I started out, like many Pagans, with religious witchcraft. ("Wicca" - although of course it wasn't really Wicca. More on that particular can of worms another day.) I started reading about it in the effort to learn about witchcraft (I had always been interested in the occult) and responded immediately when I discovered there were related religions, one with a focus on the earth around me and on mysterious and exciting deities - one of whom was female! (Shock.) Not just female, but an appealing female figure that I felt drawn to. The deities I discovered in these early days are still with me, but my understanding of Them is so changed and layered now that They may as well be different deities. I leapt into this new religion, ate it up, not because of the witchcraft because the spirituality described herein was one I held, or wanted to hold.

Other religions - Dharmic and Abrahamic - had been briefly considered and rapidly discarded. It wasn't so much that I disliked them but that I was very uninterested in them. I knew instinctively to just move on and keep looking, and knew with a solid and definite sureity that the right religion would come along. I think my primary spirit guide was shouting that in my ear, though I'm really not sure I was actively speaking with him at that point.

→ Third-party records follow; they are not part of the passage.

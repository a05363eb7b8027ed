// SPDX-License-Identifier: BUSL-1.1
// Copyright (c) 2026 Alfred Jean LLC

//! TransferItem write path: `/transfers/{id}` grants `PATCH` only (§6); there
//! is no create or delete route because TransferItems are created alongside
//! their parent Job and destroyed with it (§3, `jobs::create`/`jobs::delete`).

use chrono::{DateTime, Utc};
use jobctl_core::{Clock, Event, IdGen, TransferItemId, TransferState, UserId};
use serde::{Deserialize, Serialize};

use crate::error::EngineError;
use crate::notifier::{Action, Entity, Notification};
use crate::store::Engine;

/// Writable fields of `PATCH /transfers/{id}` (§3). Ownership is derived
/// through the parent Job, which has no `owner_id` field of its own.
#[derive(Debug, Clone, Default, Serialize, Deserialize)]
pub struct TransferItemPatch {
    pub state: Option<TransferState>,
    pub state_timestamp: Option<DateTime<Utc>>,
}

/// `PATCH /transfers/{id}`: update `state`/`state_timestamp`. Setting
/// `state` without an explicit `state_timestamp` stamps the engine clock,
/// matching the Job state machine's own convention (§4.3).
pub fn update<C: Clock, G: IdGen>(
    engine: &Engine<C, G>,
    owner_id: &UserId,
    id: &TransferItemId,
    patch: TransferItemPatch,
) -> Result<jobctl_core::TransferItem, EngineError> {
    let item = engine.commit(|state| {
        let mut item = state
            .transfer_items
            .get(id.as_str())
            .filter(|t| {
                state
                    .get_job(t.job_ref.as_str())
                    .is_some_and(|j| j.owner_id == *owner_id)
            })
            .cloned()
            .ok_or(EngineError::NotFound)?;

        let state_changed = patch.state.is_some();
        if let Some(v) = patch.state {
            item.state = v;
        }
        if let Some(v) = patch.state_timestamp {
            item.state_timestamp = v;
        } else if state_changed {
            item.state_timestamp = engine.now();
        }

        Ok((item.clone(), vec![Event::TransferItemReplaced { item }]))
    })?;

    engine.notifier.publish(Notification {
        owner_id: owner_id.clone(),
        action: Action::BulkUpdate,
        entity: Entity::TransferItem,
        ids: vec![item.id.as_str().to_string()],
    });

    Ok(item)
}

Why not Paganism? It's so wide an umbrella. Everything I require from a spiritual path I can find here. It has both tradition and variety, cultures to learn about, a wealth of things to study. Researching it involves mythology, anthropology, archaeology, history. There is structure and liberation, value in the natural world, animism, energy use. Value is placed in sex, in both genders (and beyond), in exploring and celebrating those things. There are rituals of various forms, and more freeform worship and prayer. There is lovely poetry. And there are the gods I love and worship. If I found all these other things elsewhere, I could not find the gods elsewhere.

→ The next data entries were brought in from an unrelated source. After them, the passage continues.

// SPDX-License-Identifier: BUSL-1.1
// Copyright (c) 2026 Alfred Jean LLC

//! App CRUD and `POST /apps/merge` (§4.2.1): union several same-owner
//! Apps' backends/parameters into a survivor and rewrite any Job
//! referencing a merged-away app.

use jobctl_core::{merge_backends_and_parameters, App, AppBackend, AppId, Clock, Event, IdGen, UserId};
use serde::{Deserialize, Serialize};

use crate::error::EngineError;
use crate::notifier::{Action, Entity, Notification};
use crate::store::Engine;

/// `POST /apps/`.
#[derive(Debug, Clone, Serialize, Deserialize)]
pub struct AppCreateSpec {
    pub name: String,
    pub backends: Vec<AppBackend>,
    pub parameters: Vec<String>,
}

/// `PUT /apps/{id}` writable fields.
#[derive(Debug, Clone, Default, Serialize, Deserialize)]
pub struct AppPatch {
    pub name: Option<String>,
    pub backends: Option<Vec<AppBackend>>,
    pub parameters: Option<Vec<String>>,
}

pub fn create<C: Clock, G: IdGen>(
    engine: &Engine<C, G>,
    owner_id: &UserId,
    spec: AppCreateSpec,
) -> Result<App, EngineError> {
    if spec.backends.is_empty() {
        return Err(EngineError::Validation("an app must have at least one backend".into()));
    }

    let app = engine.commit(|state| {
        let dup = state
            .apps
            .values()
            .any(|a| a.owner_id == *owner_id && a.name == spec.name);
        if dup {
            return Err(EngineError::Conflict(format!(
                "app named {:?} already exists for this owner",
                spec.name
            )));
        }

        let app = App {
            id: AppId::new(engine.new_id("app")),
            owner_id: owner_id.clone(),
            name: spec.name,
            backends: spec.backends,
            parameters: spec.parameters,
        };

        Ok((app.clone(), vec![Event::AppCreated { app: app.clone() }]))
    })?;

    engine.notifier.publish(Notification {
        owner_id: owner_id.clone(),
        action: Action::BulkCreate,
        entity: Entity::App,
        ids: vec![app.id.as_str().to_string()],
    });

    Ok(app)
}

pub fn update<C: Clock, G: IdGen>(
    engine: &Engine<C, G>,
    owner_id: &UserId,
    id: &AppId,
    patch: AppPatch,
) -> Result<App, EngineError> {
    let app = engine.commit(|state| {
        let mut app = state
            .get_app(id.as_str())
            .filter(|a| a.owner_id == *owner_id)
            .cloned()
            .ok_or(EngineError::NotFound)?;

        if let Some(v) = patch.name {
            let dup = state
                .apps
                .values()
                .any(|a| a.id != app.id && a.owner_id == *owner_id && a.name == v);
            if dup {
                return Err(EngineError::Conflict(format!("app named {v:?} already exists for this owner")));
            }
            app.name = v;
        }
        if let Some(v) = patch.backends {
            if v.is_empty() {
                return Err(EngineError::Validation("an app must have at least one backend".into()));
            }
            app.backends = v;
        }
        if let Some(v) = patch.parameters {
            app.parameters = v;
        }

        Ok((app.clone(), vec![Event::AppReplaced { app: app.clone() }]))
    })?;

    engine.notifier.publish(Notification {
        owner_id: owner_id.clone(),
        action: Action::BulkUpdate,
        entity: Entity::App,
        ids: vec![app.id.as_str().to_string()],
    });

    Ok(app)
}

pub fn delete<C: Clock, G: IdGen>(engine: &Engine<C, G>, owner_id: &UserId, id: &AppId) -> Result<(), EngineError> {
    engine.commit(|state| {
        state
            .get_app(id.as_str())
            .filter(|a| a.owner_id == *owner_id)
            .ok_or(EngineError::NotFound)?;
        Ok(((), vec![Event::AppDeleted { id: id.clone() }]))
    })?;

    engine.notifier.publish(Notification {
        owner_id: owner_id.clone(),
        action: Action::BulkDelete,
        entity: Entity::App,
        ids: vec![id.as_str().to_string()],
    });

    Ok(())
}

/// `POST /apps/merge` (§4.2.1). `ids` must all belong to `owner_id` and
/// number at least two. The lexicographically-lowest id survives and is
/// replaced in place with the union of backends/parameters; the others
/// are removed and any Job whose `app_ref` pointed at one of them is
/// rewritten to point at the survivor.
pub fn merge<C: Clock, G: IdGen>(
    engine: &Engine<C, G>,
    owner_id: &UserId,
    ids: &[AppId],
) -> Result<App, EngineError> {
    if ids.len() < 2 {
        return Err(EngineError::Validation("merge requires at least two apps".into()));
    }

    let survivor = engine.commit(|state| {
        let mut apps = Vec::with_capacity(ids.len());
        for id in ids {
            let app = state
                .get_app(id.as_str())
                .filter(|a| a.owner_id == *owner_id)
                .cloned()
                .ok_or(EngineError::NotFound)?;
            apps.push(app);
        }

        let survivor_id = ids.iter().min().expect("checked non-empty above").clone();
        let removed_ids: Vec<AppId> = ids.iter().filter(|id| **id != survivor_id).cloned().collect();

        let (backends, parameters) = merge_backends_and_parameters(&apps);
        let survivor_name = apps
            .iter()
            .find(|a| a.id == survivor_id)
            .expect("survivor id drawn from ids")
            .name
            .clone();

        let surviving = App {
            id: survivor_id.clone(),
            owner_id: owner_id.clone(),
            name: survivor_name,
            backends,
            parameters,
        };

        let rewritten_jobs: Vec<jobctl_core::Job> = state
            .jobs
            .values()
            .filter(|job| removed_ids.contains(&job.app_ref))
            .cloned()
            .map(|mut job| {
                job.app_ref = survivor_id.clone();
                job
            })
            .collect();

        Ok((
            surviving.clone(),
            vec![Event::AppsMerged {
                surviving,
                removed_ids,
                rewritten_jobs,
            }],
        ))
    })?;

    engine.notifier.publish(Notification {
        owner_id: owner_id.clone(),
        action: Action::BulkUpdate,
        entity: Entity::App,
        ids: vec![survivor.id.as_str().to_string()],
    });

    Ok(survivor)
}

The only thing it lacks.... well. Institution, really. Hear me out - I'm not so much interested in the institutions themselves, but in what they provide. There are two things I crave in my practice that I can't find within it. The first is great monumental places of worship; stone churches, Norman and Gothic, make my soul soar and depress me, because I love them and their vibe and aesthetic so much and I have no such place to honour the gods I love. I would delight in a place like that, to visit and light candles, to kneel before images, to explore as places of pilgrimage.

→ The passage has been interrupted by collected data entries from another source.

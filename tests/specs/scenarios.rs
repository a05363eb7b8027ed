// SPDX-License-Identifier: BUSL-1.1
// Copyright (c) 2026 Alfred Jean LLC

//! End-to-end scenarios S1-S6, driven against the full `core`/`storage`/
//! `query`/`engine` stack rather than any single crate's unit tests, with a
//! real on-disk WAL underneath each `Engine`.

use std::collections::{BTreeMap, BTreeSet};

use jobctl_core::{
    AcquireSpec, AppId, JobState, LockStatus, NodeResources, ResourceHints,
};
use jobctl_engine::batch_jobs::{BatchJobCreateSpec, BatchJobPatch};
use jobctl_engine::jobs::JobPatch;
use jobctl_engine::sessions::SessionOpenSpec;

use crate::prelude::*;

#[test]
fn s1_childless_job_reaches_ready_via_staged_in() {
    let dir = tempfile::tempdir().unwrap();
    let engine = engine_in(dir.path(), "s1");
    let owner = owner("u1");

    let site = create_site(&engine, &owner, "theta", "/projects/foo");
    let app = create_app(
        &engine,
        &owner,
        "nw-opt",
        vec![jobctl_core::AppBackend {
            site_ref: site.id.clone(),
            class_name: "nwchem.GeomOpt".into(),
            site_hostname: String::new(),
            site_path: String::new(),
        }],
        vec!["geometry"],
    );

    let mut parameters = BTreeMap::new();
    parameters.insert("geometry".to_string(), "test.xyz".to_string());
    let resources = ResourceHints {
        ranks_per_node: 64,
        ..Default::default()
    };
    let job = create_job(&engine, &owner, &app.id, "test/say-hello", parameters, resources);

    assert_eq!(job.state, JobState::StagedIn);
    assert_eq!(job.lock_status(), LockStatus::Unlocked);

    let history = engine.with_state(|state| {
        state
            .events_for_job(job.id.as_str())
            .into_iter()
            .map(|e| e.to_state)
            .collect::<Vec<_>>()
    });
    assert_eq!(history, vec![JobState::StagedIn, JobState::Ready]);
}

#[test]
fn s2_acquire_leases_three_childless_jobs_as_preprocessing() {
    let dir = tempfile::tempdir().unwrap();
    let engine = engine_in(dir.path(), "s2");
    let owner = owner("u1");
    let site = create_site(&engine, &owner, "theta", "/projects/foo");
    let app = create_app(
        &engine,
        &owner,
        "nw-opt",
        vec![jobctl_core::AppBackend {
            site_ref: site.id.clone(),
            class_name: "nwchem.GeomOpt".into(),
            site_hostname: String::new(),
            site_path: String::new(),
        }],
        vec![],
    );
    for i in 0..3 {
        create_childless_job(&engine, &owner, &app.id, &format!("w{i}"));
    }

    let session = jobctl_engine::sessions::open(
        &engine,
        &owner,
        SessionOpenSpec { site_ref: site.id, batch_job_ref: None },
    )
    .unwrap();

    let leased = jobctl_engine::sessions::acquire(
        &engine,
        &owner,
        &session.id,
        AcquireSpec {
            states: vec![JobState::StagedIn],
            max_num_acquire: 10,
            acquire_unbound: false,
            ..Default::default()
        },
    )
    .unwrap();

    assert_eq!(leased.len(), 3);
    assert!(leased.iter().all(|j| j.lock_status() == LockStatus::Preprocessing));
}

#[test]
fn s3_bin_packing_skips_the_over_window_and_budget_exhausted_jobs() {
    let dir = tempfile::tempdir().unwrap();
    let engine = engine_in(dir.path(), "s3");
    let owner = owner("u1");
    let site = create_site(&engine, &owner, "theta", "/projects/foo");
    let app = create_app(
        &engine,
        &owner,
        "nw-opt",
        vec![jobctl_core::AppBackend {
            site_ref: site.id.clone(),
            class_name: "nwchem.GeomOpt".into(),
            site_hostname: String::new(),
            site_path: String::new(),
        }],
        vec![],
    );

    let make = |wall: u32, threads: u32| ResourceHints {
        ranks_per_node: 1,
        threads_per_rank: threads,
        node_packing_count: 4,
        wall_time_min: wall,
        gpus_per_rank: 0,
        launch_params: String::new(),
    };
    create_job(&engine, &owner, &app.id, "j31", BTreeMap::new(), make(31, 4));
    create_job(&engine, &owner, &app.id, "j40", BTreeMap::new(), make(40, 1));
    create_job(&engine, &owner, &app.id, "j32", BTreeMap::new(), make(32, 4));
    create_job(&engine, &owner, &app.id, "j33", BTreeMap::new(), make(33, 4));

    let session = jobctl_engine::sessions::open(
        &engine,
        &owner,
        SessionOpenSpec { site_ref: site.id, batch_job_ref: None },
    )
    .unwrap();

    let node_resources = NodeResources {
        max_jobs_per_node: 8,
        max_wall_time_min: 35,
        running_job_counts: vec![2, 0],
        node_occupancies: vec![0.6, 0.0],
        idle_cores: vec![3, 8],
        idle_gpus: vec![0, 0],
    };
    let leased = jobctl_engine::sessions::acquire(
        &engine,
        &owner,
        &session.id,
        AcquireSpec {
            states: vec![JobState::StagedIn],
            max_num_acquire: 10,
            node_resources: Some(node_resources),
            order_by: vec!["-wall_time_min".into()],
            ..Default::default()
        },
    )
    .unwrap();

    let workdirs: Vec<_> = leased.iter().map(|j| j.workdir.clone()).collect();
    assert_eq!(workdirs, vec!["j33".to_string(), "j32".to_string()]);
}

#[test]
fn s4_batch_job_freeze_and_revert_protocol() {
    let dir = tempfile::tempdir().unwrap();
    let engine = engine_in(dir.path(), "s4");
    let owner = owner("u1");
    let site = create_site(&engine, &owner, "theta", "/projects/foo");

    let bj = jobctl_engine::batch_jobs::create(
        &engine,
        &owner,
        BatchJobCreateSpec {
            site_ref: site.id,
            project: "proj".into(),
            queue: "default".into(),
            num_nodes: 4,
            wall_time_min: 60,
            job_mode: "script".into(),
            filter_tags: BTreeMap::new(),
        },
    )
    .unwrap();

    let queued = jobctl_engine::batch_jobs::update(
        &engine,
        &owner,
        &bj.id,
        BatchJobPatch {
            state: Some(jobctl_core::BatchJobState::Queued),
            ..Default::default()
        },
    )
    .unwrap();
    assert_eq!(queued.state, jobctl_core::BatchJobState::Queued);

    // Once queued, a drifting wall_time_min write without revert is 409.
    let err = jobctl_engine::batch_jobs::update(
        &engine,
        &owner,
        &bj.id,
        BatchJobPatch {
            frozen: jobctl_core::FrozenFieldsPatch { wall_time_min: Some(45), ..Default::default() },
            ..Default::default()
        },
    )
    .unwrap_err();
    assert!(matches!(err, jobctl_engine::EngineError::Conflict(_)));
    assert_eq!(err.kind(), jobctl_core::ErrorKind::Conflict);

    let running = jobctl_engine::batch_jobs::update(
        &engine,
        &owner,
        &bj.id,
        BatchJobPatch {
            state: Some(jobctl_core::BatchJobState::Running),
            ..Default::default()
        },
    )
    .unwrap();
    assert_eq!(running.state, jobctl_core::BatchJobState::Running);

    let err = jobctl_engine::batch_jobs::update(
        &engine,
        &owner,
        &bj.id,
        BatchJobPatch {
            frozen: jobctl_core::FrozenFieldsPatch { wall_time_min: Some(30), ..Default::default() },
            ..Default::default()
        },
    )
    .unwrap_err();
    assert!(matches!(err, jobctl_engine::EngineError::Conflict(_)));

    let reverted = jobctl_engine::batch_jobs::update(
        &engine,
        &owner,
        &bj.id,
        BatchJobPatch {
            frozen: jobctl_core::FrozenFieldsPatch { wall_time_min: Some(30), ..Default::default() },
            revert: true,
            ..Default::default()
        },
    )
    .unwrap();
    assert_eq!(reverted.wall_time_min, 60, "server value wins, not the reverting client's stale 30");
}

#[test]
fn s5_child_becomes_ready_once_its_only_parent_finishes() {
    let dir = tempfile::tempdir().unwrap();
    let engine = engine_in(dir.path(), "s5");
    let owner = owner("u1");
    let site = create_site(&engine, &owner, "theta", "/projects/foo");
    let app = create_app(
        &engine,
        &owner,
        "nw-opt",
        vec![jobctl_core::AppBackend {
            site_ref: site.id,
            class_name: "nwchem.GeomOpt".into(),
            site_hostname: String::new(),
            site_path: String::new(),
        }],
        vec![],
    );

    let parent = create_childless_job(&engine, &owner, &app.id, "p");
    let mut parents = BTreeSet::new();
    parents.insert(parent.id.clone());
    let child = create_job_with_parents(&engine, &owner, &app.id, "c", parents);
    assert_eq!(child.state, JobState::AwaitingParents);

    let chain = [
        JobState::Preprocessed,
        JobState::Running,
        JobState::RunDone,
        JobState::StagedOut,
        JobState::JobFinished,
    ];
    let mut current = parent;
    for to in chain {
        let updated = jobctl_engine::jobs::bulk_update(
            &engine,
            &owner,
            vec![(current.id.clone(), JobPatch { state: Some(to), ..Default::default() })],
        )
        .unwrap();
        current = updated.into_iter().next().unwrap();
    }
    assert_eq!(current.state, JobState::JobFinished);

    let child_after = engine.with_state(|state| state.get_job(child.id.as_str()).cloned().unwrap());
    assert_eq!(child_after.state, JobState::Ready);
    let events = engine.with_state(|state| {
        state
            .events_for_job(child.id.as_str())
            .into_iter()
            .map(|e| e.to_state)
            .collect::<Vec<_>>()
    });
    assert_eq!(events.last(), Some(&JobState::Ready));
}

#[test]
fn s6_closing_a_session_releases_its_jobs_without_a_state_change() {
    let dir = tempfile::tempdir().unwrap();
    let engine = engine_in(dir.path(), "s6");
    let owner = owner("u1");
    let site = create_site(&engine, &owner, "theta", "/projects/foo");
    let app = create_app(
        &engine,
        &owner,
        "nw-opt",
        vec![jobctl_core::AppBackend {
            site_ref: site.id.clone(),
            class_name: "nwchem.GeomOpt".into(),
            site_hostname: String::new(),
            site_path: String::new(),
        }],
        vec![],
    );
    create_childless_job(&engine, &owner, &app.id, "w0");

    let session = jobctl_engine::sessions::open(
        &engine,
        &owner,
        SessionOpenSpec { site_ref: site.id, batch_job_ref: None },
    )
    .unwrap();
    let leased = jobctl_engine::sessions::acquire(
        &engine,
        &owner,
        &session.id,
        AcquireSpec {
            states: vec![JobState::StagedIn],
            max_num_acquire: 10,
            ..Default::default()
        },
    )
    .unwrap();
    assert_eq!(leased.len(), 1);
    let job_id = leased[0].id.clone();
    let events_before = engine.with_state(|state| state.events_for_job(job_id.as_str()).len());

    jobctl_engine::sessions::close(&engine, &owner, &session.id).unwrap();

    let after = engine.with_state(|state| state.get_job(job_id.as_str()).cloned().unwrap());
    assert_eq!(after.state, JobState::StagedIn, "release must not change job state");
    assert_eq!(after.lock_status(), LockStatus::Unlocked);
    assert!(after.session_ref.is_none());
    let events_after = engine.with_state(|state| state.events_for_job(job_id.as_str()).len());
    assert_eq!(events_after, events_before, "release must not emit a LogEvent");
}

The second is related in some ways and not in others: monasteries. Monasteries provide an escape from normal life to focus on religion. Monasteries give you peace and calm, quiet, a place where you can go and simply dedicate yourself to the spiritual for a while. I love that. From time to time, I really crave that - that ability to retreat to a place away from the everyday for intense spiritual study and work - and I wish such a place existed for Pagans of many a stripe to visit once and a while.
With these both come beautiful works of art, music and plainsong.

Those things are tempting indeed, but not enough to drive me to Catholicism. Especially not enough to tempt me away from the gods I love.